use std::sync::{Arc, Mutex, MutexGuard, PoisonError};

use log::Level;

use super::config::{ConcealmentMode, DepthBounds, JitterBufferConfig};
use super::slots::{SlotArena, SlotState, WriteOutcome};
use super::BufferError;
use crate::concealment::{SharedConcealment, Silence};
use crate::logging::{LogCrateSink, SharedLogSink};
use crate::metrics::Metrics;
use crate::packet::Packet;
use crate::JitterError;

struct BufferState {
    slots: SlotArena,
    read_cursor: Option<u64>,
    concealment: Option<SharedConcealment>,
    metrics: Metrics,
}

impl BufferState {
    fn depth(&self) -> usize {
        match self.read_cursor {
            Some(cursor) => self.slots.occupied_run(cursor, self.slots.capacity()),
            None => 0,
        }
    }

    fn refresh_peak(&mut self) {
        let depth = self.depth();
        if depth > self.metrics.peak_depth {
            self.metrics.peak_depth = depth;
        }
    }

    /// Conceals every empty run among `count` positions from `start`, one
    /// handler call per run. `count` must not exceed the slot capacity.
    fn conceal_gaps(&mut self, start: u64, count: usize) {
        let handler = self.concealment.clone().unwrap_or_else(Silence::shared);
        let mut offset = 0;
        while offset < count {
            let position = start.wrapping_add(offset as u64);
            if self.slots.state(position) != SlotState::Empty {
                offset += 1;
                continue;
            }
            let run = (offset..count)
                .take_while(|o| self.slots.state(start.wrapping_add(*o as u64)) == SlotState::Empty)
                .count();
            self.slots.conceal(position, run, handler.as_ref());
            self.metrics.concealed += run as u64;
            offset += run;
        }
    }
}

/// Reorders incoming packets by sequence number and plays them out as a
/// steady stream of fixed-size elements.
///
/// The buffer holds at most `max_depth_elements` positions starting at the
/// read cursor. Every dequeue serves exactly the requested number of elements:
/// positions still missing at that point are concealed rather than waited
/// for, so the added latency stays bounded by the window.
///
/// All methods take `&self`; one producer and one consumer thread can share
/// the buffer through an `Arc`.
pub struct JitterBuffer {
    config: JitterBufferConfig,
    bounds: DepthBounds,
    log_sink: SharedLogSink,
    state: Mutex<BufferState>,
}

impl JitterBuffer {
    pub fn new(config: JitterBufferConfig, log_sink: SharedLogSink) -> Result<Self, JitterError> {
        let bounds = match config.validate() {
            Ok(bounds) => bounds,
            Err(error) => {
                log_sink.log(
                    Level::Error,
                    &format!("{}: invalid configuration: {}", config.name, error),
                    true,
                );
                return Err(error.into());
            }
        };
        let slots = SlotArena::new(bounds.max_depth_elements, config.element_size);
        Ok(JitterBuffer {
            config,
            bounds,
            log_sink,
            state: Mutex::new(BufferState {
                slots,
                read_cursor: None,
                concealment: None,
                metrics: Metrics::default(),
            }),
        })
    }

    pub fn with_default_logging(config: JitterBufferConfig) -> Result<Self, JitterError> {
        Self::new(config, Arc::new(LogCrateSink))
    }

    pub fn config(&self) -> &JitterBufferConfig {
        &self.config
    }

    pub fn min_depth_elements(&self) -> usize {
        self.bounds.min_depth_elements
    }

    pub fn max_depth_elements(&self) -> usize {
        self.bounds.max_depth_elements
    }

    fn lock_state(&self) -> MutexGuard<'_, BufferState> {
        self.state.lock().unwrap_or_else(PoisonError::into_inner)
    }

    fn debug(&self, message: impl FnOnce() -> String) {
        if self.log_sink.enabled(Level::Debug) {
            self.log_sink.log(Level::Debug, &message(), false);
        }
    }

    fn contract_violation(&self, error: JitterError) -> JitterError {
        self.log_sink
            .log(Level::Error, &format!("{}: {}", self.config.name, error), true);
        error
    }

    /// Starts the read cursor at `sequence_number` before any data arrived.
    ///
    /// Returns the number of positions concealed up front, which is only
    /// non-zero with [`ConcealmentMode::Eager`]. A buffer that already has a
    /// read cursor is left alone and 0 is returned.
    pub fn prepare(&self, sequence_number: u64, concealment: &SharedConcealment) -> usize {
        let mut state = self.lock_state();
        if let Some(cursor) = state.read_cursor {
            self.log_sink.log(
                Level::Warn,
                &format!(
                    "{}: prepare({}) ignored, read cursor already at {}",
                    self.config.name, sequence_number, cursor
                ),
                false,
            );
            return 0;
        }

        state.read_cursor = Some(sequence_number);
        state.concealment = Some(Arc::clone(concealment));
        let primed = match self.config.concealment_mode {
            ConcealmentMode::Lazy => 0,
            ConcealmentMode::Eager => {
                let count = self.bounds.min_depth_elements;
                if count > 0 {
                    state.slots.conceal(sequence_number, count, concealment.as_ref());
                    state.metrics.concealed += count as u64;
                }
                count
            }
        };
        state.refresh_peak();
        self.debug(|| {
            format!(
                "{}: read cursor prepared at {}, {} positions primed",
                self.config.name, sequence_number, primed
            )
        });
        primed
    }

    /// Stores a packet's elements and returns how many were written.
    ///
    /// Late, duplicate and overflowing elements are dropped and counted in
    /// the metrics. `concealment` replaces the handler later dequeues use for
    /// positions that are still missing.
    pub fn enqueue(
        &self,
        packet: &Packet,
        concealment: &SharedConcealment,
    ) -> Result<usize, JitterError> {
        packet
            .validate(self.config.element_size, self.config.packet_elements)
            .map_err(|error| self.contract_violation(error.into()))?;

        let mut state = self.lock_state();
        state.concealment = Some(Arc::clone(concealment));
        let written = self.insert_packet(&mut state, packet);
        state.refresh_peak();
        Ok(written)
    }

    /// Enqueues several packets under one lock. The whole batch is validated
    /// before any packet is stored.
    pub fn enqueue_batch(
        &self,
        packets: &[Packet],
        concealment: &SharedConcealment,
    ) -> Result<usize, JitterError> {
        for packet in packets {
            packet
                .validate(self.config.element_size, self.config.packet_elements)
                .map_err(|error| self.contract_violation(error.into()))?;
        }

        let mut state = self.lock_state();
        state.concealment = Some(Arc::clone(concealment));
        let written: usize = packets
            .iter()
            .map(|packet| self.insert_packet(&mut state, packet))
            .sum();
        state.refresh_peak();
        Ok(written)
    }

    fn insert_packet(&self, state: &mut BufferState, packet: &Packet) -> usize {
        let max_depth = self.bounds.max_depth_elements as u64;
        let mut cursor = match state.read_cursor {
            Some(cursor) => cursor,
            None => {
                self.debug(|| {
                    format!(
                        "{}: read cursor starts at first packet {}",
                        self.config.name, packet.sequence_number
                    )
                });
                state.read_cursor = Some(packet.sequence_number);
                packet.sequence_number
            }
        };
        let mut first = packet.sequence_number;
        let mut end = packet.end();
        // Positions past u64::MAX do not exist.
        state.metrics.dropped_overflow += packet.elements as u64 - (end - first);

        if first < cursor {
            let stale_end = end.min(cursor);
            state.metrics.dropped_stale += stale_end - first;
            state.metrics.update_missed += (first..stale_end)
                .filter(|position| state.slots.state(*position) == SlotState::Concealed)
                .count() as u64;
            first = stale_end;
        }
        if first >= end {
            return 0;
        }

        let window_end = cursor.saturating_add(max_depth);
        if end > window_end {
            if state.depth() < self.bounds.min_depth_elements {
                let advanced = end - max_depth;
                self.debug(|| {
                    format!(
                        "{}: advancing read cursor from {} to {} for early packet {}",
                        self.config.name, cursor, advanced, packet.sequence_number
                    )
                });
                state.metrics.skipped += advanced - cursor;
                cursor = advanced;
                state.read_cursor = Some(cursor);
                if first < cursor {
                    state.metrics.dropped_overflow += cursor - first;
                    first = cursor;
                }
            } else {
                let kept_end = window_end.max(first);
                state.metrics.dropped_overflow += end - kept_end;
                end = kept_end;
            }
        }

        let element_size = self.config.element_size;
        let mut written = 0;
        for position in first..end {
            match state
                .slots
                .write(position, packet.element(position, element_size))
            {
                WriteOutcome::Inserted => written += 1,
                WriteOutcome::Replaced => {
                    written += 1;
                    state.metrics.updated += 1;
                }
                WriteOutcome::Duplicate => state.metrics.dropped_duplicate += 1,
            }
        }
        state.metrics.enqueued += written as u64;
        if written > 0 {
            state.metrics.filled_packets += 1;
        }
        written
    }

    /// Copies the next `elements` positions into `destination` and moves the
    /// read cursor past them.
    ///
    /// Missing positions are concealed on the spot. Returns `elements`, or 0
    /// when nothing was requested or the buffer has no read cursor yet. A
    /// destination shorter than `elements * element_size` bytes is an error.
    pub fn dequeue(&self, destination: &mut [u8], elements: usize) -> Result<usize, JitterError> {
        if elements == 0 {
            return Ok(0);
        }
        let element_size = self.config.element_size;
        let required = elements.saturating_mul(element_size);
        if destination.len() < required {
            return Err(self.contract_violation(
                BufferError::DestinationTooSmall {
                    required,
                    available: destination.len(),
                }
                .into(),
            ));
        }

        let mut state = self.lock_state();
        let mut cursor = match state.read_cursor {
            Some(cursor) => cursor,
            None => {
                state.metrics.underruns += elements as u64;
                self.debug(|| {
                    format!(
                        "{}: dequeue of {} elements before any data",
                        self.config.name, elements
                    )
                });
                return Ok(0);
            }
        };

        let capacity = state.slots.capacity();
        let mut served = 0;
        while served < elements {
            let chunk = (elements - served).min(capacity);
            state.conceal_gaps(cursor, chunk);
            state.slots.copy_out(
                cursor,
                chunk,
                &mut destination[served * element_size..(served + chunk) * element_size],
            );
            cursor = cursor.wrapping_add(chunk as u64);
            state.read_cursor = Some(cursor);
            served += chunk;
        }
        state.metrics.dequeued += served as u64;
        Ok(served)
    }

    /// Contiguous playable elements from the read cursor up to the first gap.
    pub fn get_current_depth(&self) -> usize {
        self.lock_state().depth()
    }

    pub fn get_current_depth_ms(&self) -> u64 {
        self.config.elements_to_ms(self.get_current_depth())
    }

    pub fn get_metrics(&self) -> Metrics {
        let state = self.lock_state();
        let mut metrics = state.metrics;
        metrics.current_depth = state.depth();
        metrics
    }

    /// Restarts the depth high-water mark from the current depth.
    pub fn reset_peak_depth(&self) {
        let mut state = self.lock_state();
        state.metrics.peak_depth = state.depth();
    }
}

---

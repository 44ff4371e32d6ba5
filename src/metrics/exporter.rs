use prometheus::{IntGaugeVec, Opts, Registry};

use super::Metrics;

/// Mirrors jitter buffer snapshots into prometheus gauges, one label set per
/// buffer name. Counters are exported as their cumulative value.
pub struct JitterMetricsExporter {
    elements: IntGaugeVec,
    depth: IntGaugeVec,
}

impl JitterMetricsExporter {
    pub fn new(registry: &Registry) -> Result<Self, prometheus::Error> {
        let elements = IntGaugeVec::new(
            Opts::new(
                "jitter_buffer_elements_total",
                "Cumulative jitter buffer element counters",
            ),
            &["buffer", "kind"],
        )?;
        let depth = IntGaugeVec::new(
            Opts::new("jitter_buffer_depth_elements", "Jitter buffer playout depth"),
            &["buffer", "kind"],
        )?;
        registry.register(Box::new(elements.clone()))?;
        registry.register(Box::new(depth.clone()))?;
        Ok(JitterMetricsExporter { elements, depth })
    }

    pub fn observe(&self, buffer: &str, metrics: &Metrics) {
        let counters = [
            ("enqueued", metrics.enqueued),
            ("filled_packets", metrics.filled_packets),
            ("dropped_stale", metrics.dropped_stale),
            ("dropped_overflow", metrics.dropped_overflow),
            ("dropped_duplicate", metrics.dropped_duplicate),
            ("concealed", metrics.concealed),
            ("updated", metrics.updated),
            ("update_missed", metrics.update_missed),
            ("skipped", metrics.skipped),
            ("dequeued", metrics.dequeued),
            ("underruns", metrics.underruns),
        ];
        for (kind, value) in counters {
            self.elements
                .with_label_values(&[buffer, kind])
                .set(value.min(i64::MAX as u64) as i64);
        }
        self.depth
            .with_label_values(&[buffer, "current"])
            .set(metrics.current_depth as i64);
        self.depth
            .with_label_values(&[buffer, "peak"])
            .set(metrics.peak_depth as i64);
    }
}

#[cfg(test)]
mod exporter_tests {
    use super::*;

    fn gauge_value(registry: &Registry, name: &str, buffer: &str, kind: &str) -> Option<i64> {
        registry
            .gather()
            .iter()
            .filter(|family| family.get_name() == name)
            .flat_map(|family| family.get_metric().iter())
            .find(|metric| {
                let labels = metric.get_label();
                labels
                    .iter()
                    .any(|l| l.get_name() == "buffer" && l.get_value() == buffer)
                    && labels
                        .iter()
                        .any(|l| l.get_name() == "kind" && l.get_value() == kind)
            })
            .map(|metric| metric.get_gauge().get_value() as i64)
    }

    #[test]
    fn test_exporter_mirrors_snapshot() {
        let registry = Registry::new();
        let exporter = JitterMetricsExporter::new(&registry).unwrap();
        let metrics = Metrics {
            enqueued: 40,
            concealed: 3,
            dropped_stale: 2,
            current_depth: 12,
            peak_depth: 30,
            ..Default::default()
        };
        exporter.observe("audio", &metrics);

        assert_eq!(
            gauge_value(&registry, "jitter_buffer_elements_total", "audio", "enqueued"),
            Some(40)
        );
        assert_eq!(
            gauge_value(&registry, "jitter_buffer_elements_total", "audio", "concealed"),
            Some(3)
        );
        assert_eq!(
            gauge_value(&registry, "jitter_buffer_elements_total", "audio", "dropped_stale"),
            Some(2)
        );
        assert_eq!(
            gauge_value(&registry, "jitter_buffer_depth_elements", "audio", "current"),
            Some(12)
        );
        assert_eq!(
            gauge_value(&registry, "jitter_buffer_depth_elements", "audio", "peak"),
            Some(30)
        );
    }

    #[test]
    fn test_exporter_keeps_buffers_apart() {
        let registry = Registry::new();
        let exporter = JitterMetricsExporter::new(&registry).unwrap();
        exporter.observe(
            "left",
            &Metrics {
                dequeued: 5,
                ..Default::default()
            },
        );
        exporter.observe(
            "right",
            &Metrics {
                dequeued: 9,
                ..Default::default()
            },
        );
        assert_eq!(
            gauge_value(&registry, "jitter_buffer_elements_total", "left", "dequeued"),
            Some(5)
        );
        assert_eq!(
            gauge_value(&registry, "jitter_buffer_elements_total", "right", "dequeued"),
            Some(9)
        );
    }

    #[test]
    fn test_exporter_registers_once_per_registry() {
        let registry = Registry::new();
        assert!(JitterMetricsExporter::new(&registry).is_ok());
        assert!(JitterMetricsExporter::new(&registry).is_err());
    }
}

= Exercise =
Starting at the line that has "thread can share" and ending at the line that has "let bounds = match", please write out the lines above exactly, leaving out all others.

= Result of this task =
/// All methods take `&self`; one producer and one consumer thread can share
/// the buffer through an `Arc`.
pub struct JitterBuffer {
    config: JitterBufferConfig,
    bounds: DepthBounds,
    log_sink: SharedLogSink,
    state: Mutex<BufferState>,
}

impl JitterBuffer {
    pub fn new(config: JitterBufferConfig, log_sink: SharedLogSink) -> Result<Self, JitterError> {
        let bounds = match config.validate() {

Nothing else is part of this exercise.